Give only the number of lines in the listing below where the string "ProblemInstance" occurs.

────────────────

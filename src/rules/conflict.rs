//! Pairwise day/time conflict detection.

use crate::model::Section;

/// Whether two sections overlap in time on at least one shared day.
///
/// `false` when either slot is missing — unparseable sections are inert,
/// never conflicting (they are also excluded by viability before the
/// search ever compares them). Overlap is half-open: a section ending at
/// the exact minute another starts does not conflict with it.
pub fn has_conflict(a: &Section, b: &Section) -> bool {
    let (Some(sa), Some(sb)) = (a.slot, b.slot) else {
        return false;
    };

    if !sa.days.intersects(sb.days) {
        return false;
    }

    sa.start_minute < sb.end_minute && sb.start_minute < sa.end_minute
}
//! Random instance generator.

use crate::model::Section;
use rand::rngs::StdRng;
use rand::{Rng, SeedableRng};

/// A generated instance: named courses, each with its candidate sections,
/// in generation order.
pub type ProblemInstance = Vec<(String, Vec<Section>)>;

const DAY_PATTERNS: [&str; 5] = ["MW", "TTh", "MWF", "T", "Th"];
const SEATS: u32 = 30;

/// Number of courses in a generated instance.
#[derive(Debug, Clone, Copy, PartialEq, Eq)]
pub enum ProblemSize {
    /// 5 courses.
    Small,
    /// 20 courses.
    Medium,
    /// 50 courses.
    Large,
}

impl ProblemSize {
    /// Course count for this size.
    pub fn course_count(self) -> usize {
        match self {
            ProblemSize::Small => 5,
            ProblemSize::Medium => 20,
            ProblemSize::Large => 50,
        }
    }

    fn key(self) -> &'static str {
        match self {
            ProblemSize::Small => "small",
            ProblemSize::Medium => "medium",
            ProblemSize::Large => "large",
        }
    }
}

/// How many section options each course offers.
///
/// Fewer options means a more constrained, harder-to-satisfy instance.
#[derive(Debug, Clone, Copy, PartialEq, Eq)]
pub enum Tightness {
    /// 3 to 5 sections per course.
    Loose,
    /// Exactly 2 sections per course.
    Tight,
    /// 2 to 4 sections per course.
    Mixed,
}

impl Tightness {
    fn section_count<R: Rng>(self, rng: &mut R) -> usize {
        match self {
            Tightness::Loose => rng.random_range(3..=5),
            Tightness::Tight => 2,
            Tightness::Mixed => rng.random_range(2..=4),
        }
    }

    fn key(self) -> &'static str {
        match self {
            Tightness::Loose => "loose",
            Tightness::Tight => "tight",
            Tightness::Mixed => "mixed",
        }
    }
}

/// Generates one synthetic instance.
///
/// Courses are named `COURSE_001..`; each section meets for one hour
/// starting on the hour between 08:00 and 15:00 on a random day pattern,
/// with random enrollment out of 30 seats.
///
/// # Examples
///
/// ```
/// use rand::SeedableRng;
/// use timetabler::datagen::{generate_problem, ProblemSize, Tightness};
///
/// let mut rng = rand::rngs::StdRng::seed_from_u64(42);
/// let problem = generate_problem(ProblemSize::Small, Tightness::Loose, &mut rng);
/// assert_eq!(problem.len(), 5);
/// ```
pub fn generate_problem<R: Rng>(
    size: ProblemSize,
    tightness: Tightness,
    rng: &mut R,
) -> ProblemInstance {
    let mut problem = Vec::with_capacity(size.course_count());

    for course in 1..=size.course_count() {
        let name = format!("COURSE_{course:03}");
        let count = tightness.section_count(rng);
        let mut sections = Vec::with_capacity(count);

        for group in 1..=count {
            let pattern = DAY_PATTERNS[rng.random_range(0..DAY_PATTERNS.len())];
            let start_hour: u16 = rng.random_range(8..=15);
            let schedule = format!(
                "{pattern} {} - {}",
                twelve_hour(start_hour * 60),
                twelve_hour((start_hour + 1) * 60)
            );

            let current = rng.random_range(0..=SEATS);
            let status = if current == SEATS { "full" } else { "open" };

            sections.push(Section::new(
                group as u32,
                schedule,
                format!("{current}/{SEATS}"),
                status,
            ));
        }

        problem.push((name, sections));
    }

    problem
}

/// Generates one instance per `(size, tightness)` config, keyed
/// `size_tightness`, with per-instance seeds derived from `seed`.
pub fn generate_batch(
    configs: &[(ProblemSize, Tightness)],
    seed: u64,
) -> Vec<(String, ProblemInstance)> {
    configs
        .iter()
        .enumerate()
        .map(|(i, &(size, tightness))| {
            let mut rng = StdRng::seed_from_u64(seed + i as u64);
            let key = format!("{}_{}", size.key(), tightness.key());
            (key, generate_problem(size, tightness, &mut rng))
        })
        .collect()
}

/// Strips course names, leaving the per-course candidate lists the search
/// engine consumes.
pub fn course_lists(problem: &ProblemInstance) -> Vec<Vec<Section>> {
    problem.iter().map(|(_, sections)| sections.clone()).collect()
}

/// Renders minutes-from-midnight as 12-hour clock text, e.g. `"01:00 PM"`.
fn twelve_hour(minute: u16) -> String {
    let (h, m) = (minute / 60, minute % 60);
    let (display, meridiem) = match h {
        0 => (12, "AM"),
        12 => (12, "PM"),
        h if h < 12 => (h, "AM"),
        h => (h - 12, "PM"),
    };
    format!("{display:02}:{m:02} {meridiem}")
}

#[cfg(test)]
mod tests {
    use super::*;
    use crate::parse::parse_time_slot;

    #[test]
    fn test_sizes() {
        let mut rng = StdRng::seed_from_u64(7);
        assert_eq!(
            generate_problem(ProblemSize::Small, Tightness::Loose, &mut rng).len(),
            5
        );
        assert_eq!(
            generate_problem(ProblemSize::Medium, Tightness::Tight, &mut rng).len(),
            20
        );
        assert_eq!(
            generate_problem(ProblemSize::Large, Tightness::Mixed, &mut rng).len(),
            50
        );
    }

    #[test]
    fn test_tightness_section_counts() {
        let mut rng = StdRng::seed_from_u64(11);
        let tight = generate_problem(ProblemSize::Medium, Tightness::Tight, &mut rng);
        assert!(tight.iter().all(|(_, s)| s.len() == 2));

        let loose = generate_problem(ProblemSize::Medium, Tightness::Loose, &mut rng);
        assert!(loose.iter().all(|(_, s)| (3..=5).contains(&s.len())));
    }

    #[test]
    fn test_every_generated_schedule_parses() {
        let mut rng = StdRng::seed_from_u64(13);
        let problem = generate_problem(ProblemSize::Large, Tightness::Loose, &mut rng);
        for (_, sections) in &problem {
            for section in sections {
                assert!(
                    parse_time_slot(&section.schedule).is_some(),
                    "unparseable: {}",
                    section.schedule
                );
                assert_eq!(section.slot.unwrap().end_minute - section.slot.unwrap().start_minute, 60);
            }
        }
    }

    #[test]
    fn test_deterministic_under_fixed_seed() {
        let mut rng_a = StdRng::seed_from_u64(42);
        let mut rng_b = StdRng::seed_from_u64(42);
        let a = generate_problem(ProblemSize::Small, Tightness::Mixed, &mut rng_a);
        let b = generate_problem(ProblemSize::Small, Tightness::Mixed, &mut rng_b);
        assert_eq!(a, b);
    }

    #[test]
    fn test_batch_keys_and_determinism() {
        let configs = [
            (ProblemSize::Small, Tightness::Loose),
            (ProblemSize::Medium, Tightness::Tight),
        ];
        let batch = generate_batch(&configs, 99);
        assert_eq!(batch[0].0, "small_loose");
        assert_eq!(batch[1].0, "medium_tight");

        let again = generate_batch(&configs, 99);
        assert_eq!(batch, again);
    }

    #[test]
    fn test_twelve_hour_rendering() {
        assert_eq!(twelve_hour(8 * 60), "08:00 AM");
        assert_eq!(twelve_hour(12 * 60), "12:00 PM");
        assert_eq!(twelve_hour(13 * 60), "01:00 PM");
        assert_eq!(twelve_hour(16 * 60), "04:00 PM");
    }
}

────────────────

FINISHED TASK - 4